Tau pathology as a target in Alzheimer's therapeutics

Abstract

Alzheimer disease (AD) and related tauopathies are all characterized histopathologically by neurofibrillary degeneration of abnormally hyperphosphorylated tau. Unlike normal tau which promotes assembly and maintains structure of microtubules, the abnormal tau sequesters normal tau, MAP1, and MAP2, and causes disassembly of microtubules. This toxic behavior of the abnormal tau is solely due to its hyperphosphorylation because dephosphorylation restores it into a normal-like protein. The abnormal hyperphosphorylation also promotes the self-assembly of tau into paired helical filaments (PHF)/straight filaments (SF) but, unlike the soluble abnormally hyperphosphorylated tau, the fibrillized protein is inert and it neither promotes nor inhibits microtubule assembly.

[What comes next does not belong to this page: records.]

//! Core of the `siconvert` tool: reads serialized objects in one format
//! and writes them in another, with every codec going through the same
//! intermediate tree.

use std::io::Write;

use axon_ser::{
    BinParser, BinStatus, SerError, SerializationInfo, parse_csv, parse_json_stream,
    parse_query_string, parse_xml, to_bin, to_csv, to_json, to_properties, to_xml,
};
use thiserror::Error;

#[derive(Copy, Clone, Debug, PartialEq, Eq)]
pub enum InputFormat {
    Binary,
    Xml,
    Json,
    Csv,
    QueryString,
}

#[derive(Copy, Clone, Debug, PartialEq, Eq)]
pub enum OutputFormat {
    Binary,
    /// XML with scalar members as attributes.
    Xml,
    /// XML with members as child elements only.
    XmlPlain,
    Json,
    Csv,
    Properties,
    /// Only count the objects; the count prints at the end.
    Count,
}

#[derive(Error, Debug)]
pub enum ConvertError {
    #[error(transparent)]
    Ser(#[from] SerError),
    #[error("io error: {0}")]
    Io(#[from] std::io::Error),
}

#[derive(Clone, Debug)]
pub struct Options {
    pub input: InputFormat,
    pub output: OutputFormat,
    pub beautify: bool,
    pub skip: u64,
    pub num: Option<u64>,
}

/// Streams objects from inputs to one output, applying skip/num and
/// counting what was written.
pub struct Converter {
    options: Options,
    skip: u64,
    remaining: Option<u64>,
    count: u64,
}

impl Converter {
    pub fn new(options: Options) -> Self {
        Converter { skip: options.skip, remaining: options.num, count: 0, options }
    }

    /// Objects written so far.
    pub fn count(&self) -> u64 {
        self.count
    }

    /// False once `--num` is exhausted.
    pub fn wants_more(&self) -> bool {
        self.remaining != Some(0)
    }

    fn parse_all(&self, input: &[u8]) -> Result<Vec<SerializationInfo>, ConvertError> {
        match self.options.input {
            InputFormat::Binary => {
                let mut objects = Vec::new();
                let mut parser = BinParser::new();
                let mut rest = input;
                while !rest.is_empty() {
                    match parser.advance(rest)? {
                        BinStatus::Complete { consumed } => {
                            rest = &rest[consumed..];
                            objects.push(parser.take()?);
                            parser = BinParser::new();
                        }
                        BinStatus::NeedMore => {
                            return Err(SerError::UnexpectedEnd("binary").into());
                        }
                    }
                }
                Ok(objects)
            }
            InputFormat::Xml => Ok(vec![parse_xml(str_input(input)?)?]),
            InputFormat::Json => Ok(parse_json_stream(str_input(input)?)?),
            InputFormat::Csv => Ok(vec![parse_csv(str_input(input)?, ',')?]),
            InputFormat::QueryString => Ok(vec![parse_query_string(str_input(input)?.trim())?]),
        }
    }

    fn emit(&self, si: &SerializationInfo, out: &mut dyn Write) -> Result<(), ConvertError> {
        match self.options.output {
            OutputFormat::Binary => out.write_all(&to_bin(si)?)?,
            OutputFormat::Xml => {
                out.write_all(to_xml(si, "root", self.options.beautify, true)?.as_bytes())?;
                out.write_all(b"\n")?;
            }
            OutputFormat::XmlPlain => {
                out.write_all(to_xml(si, "root", self.options.beautify, false)?.as_bytes())?;
                out.write_all(b"\n")?;
            }
            OutputFormat::Json => {
                out.write_all(to_json(si, self.options.beautify)?.as_bytes())?;
                out.write_all(b"\n")?;
            }
            OutputFormat::Csv => out.write_all(to_csv(si)?.as_bytes())?,
            OutputFormat::Properties => out.write_all(to_properties(si)?.as_bytes())?,
            OutputFormat::Count => {}
        }
        Ok(())
    }

    /// Converts every object found in `input`.
    pub fn convert(&mut self, input: &[u8], out: &mut dyn Write) -> Result<(), ConvertError> {
        for si in self.parse_all(input)? {
            if !self.wants_more() {
                break;
            }
            if self.skip > 0 {
                self.skip -= 1;
                continue;
            }
            self.emit(&si, out)?;
            self.count += 1;
            if let Some(remaining) = &mut self.remaining {
                *remaining -= 1;
            }
        }
        Ok(())
    }

    /// Writes the trailing count line for `-N`.
    pub fn finish(&self, out: &mut dyn Write) -> Result<(), ConvertError> {
        if self.options.output == OutputFormat::Count {
            writeln!(out, "{}", self.count)?;
        }
        Ok(())
    }
}

fn str_input(input: &[u8]) -> Result<&str, ConvertError> {
    Ok(std::str::from_utf8(input)
        .map_err(|_| SerError::parse("input", 0, "input is not valid utf-8"))?)
}

/// Runs a whole conversion: every path in `files` (stdin when empty)
/// through `converter` into `out`.
pub fn run(
    converter: &mut Converter,
    files: &[std::path::PathBuf],
    out: &mut dyn Write,
    verbose: bool,
) -> Result<(), ConvertError> {
    if files.is_empty() {
        let mut input = Vec::new();
        std::io::Read::read_to_end(&mut std::io::stdin().lock(), &mut input)?;
        converter.convert(&input, out)?;
    } else {
        for path in files {
            if verbose {
                eprintln!("process <{}>", path.display());
            }
            let input = std::fs::read(path)?;
            converter.convert(&input, out)?;
            if !converter.wants_more() {
                break;
            }
        }
    }
    converter.finish(out)?;
    out.flush()?;
    Ok(())
}

#[cfg(test)]
mod tests {
    use super::*;

    fn options(input: InputFormat, output: OutputFormat) -> Options {
        Options { input, output, beautify: false, skip: 0, num: None }
    }

    fn convert_bytes(opts: Options, input: &[u8]) -> Vec<u8> {
        let mut converter = Converter::new(opts);
        let mut out = Vec::new();
        converter.convert(input, &mut out).unwrap();
        converter.finish(&mut out).unwrap();
        out
    }

    #[test]
    fn json_to_csv() {
        let json = br#"[{"a":1,"b":"x,y"},{"a":2,"b":"z"}]"#;
        let out = convert_bytes(options(InputFormat::Json, OutputFormat::Csv), json);
        assert_eq!(out, b"a,b\r\n1,\"x,y\"\r\n2,z\r\n");
    }

    #[test]
    fn csv_to_json() {
        let out = convert_bytes(
            options(InputFormat::Csv, OutputFormat::Json),
            b"a,b\r\n1,2\r\n",
        );
        assert_eq!(out, b"[{\"a\":\"1\",\"b\":\"2\"}]\n");
    }

    #[test]
    fn json_to_binary_and_back() {
        let json = br#"{"name":"conv","n":5}"#;
        let bin = convert_bytes(options(InputFormat::Json, OutputFormat::Binary), json);
        let back = convert_bytes(options(InputFormat::Binary, OutputFormat::Json), &bin);
        assert_eq!(back, b"{\"name\":\"conv\",\"n\":5}\n");
    }

    #[test]
    fn query_string_to_json() {
        let out = convert_bytes(
            options(InputFormat::QueryString, OutputFormat::Json),
            b"a=1&msg=hello%20world",
        );
        assert_eq!(out, b"{\"a\":\"1\",\"msg\":\"hello world\"}\n");
    }

    #[test]
    fn xml_to_properties() {
        let out = convert_bytes(
            options(InputFormat::Xml, OutputFormat::Properties),
            b"<cfg><port type=\"int\">8080</port><host>local</host></cfg>",
        );
        assert_eq!(out, b"cfg.port = 8080\ncfg.host = local\n");
    }

    #[test]
    fn skip_and_num() {
        let json = b"{\"n\":1}\n{\"n\":2}\n{\"n\":3}\n{\"n\":4}\n";
        let mut opts = options(InputFormat::Json, OutputFormat::Json);
        opts.skip = 1;
        opts.num = Some(2);
        let out = convert_bytes(opts, json);
        assert_eq!(out, b"{\"n\":2}\n{\"n\":3}\n");
    }

    #[test]
    fn count_only() {
        let json = b"{\"n\":1} {\"n\":2} {\"n\":3}";
        let out = convert_bytes(options(InputFormat::Json, OutputFormat::Count), json);
        assert_eq!(out, b"3\n");
    }

    #[test]
    fn conversion_error_surfaces() {
        let mut converter = Converter::new(options(InputFormat::Json, OutputFormat::Json));
        let mut out = Vec::new();
        assert!(converter.convert(b"{ nope", &mut out).is_err());
    }

    #[test]
    fn run_over_files() {
        use std::io::Write as _;

        let mut a = tempfile::NamedTempFile::new().unwrap();
        a.write_all(b"{\"v\":1}").unwrap();
        let mut b = tempfile::NamedTempFile::new().unwrap();
        b.write_all(b"{\"v\":2}").unwrap();

        let mut converter =
            Converter::new(options(InputFormat::Json, OutputFormat::Json));
        let mut out = Vec::new();
        run(
            &mut converter,
            &[a.path().to_path_buf(), b.path().to_path_buf()],
            &mut out,
            false,
        )
        .unwrap();
        assert_eq!(out, b"{\"v\":1}\n{\"v\":2}\n");
        assert_eq!(converter.count(), 2);
    }
}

The state of phosphorylation of a phosphoprotein is the function of the activities of protein kinases and as well as of protein phosphatases that regulate the level of phosphorylation. A cause of the abnormal hyperphosphorylation in AD brain is a decrease in the activity of protein phosphatase (PP)-2A, a major regulator of the phosphorylation of tau. A decrease in PP-2A activity results in the abnormal hyperphosphorylation of tau not only by decreased dephosphorylation of tau but also by stimulating the activities of tau kinases like CaMKII, PKA, and MAP, which are regulated by PP-2A. Thus, the abnormal hyperphosphorylation can be inhibited both by inhibition of the activity of a tau protein kinase and by restoration of the activity of PP-2A. The development of drugs that inhibit neurofibrillary degeneration of abnormally hyperphosphorylated tau is a very promising and feasible therapeutic approach to inhibit the progression of AD and related tauopathies.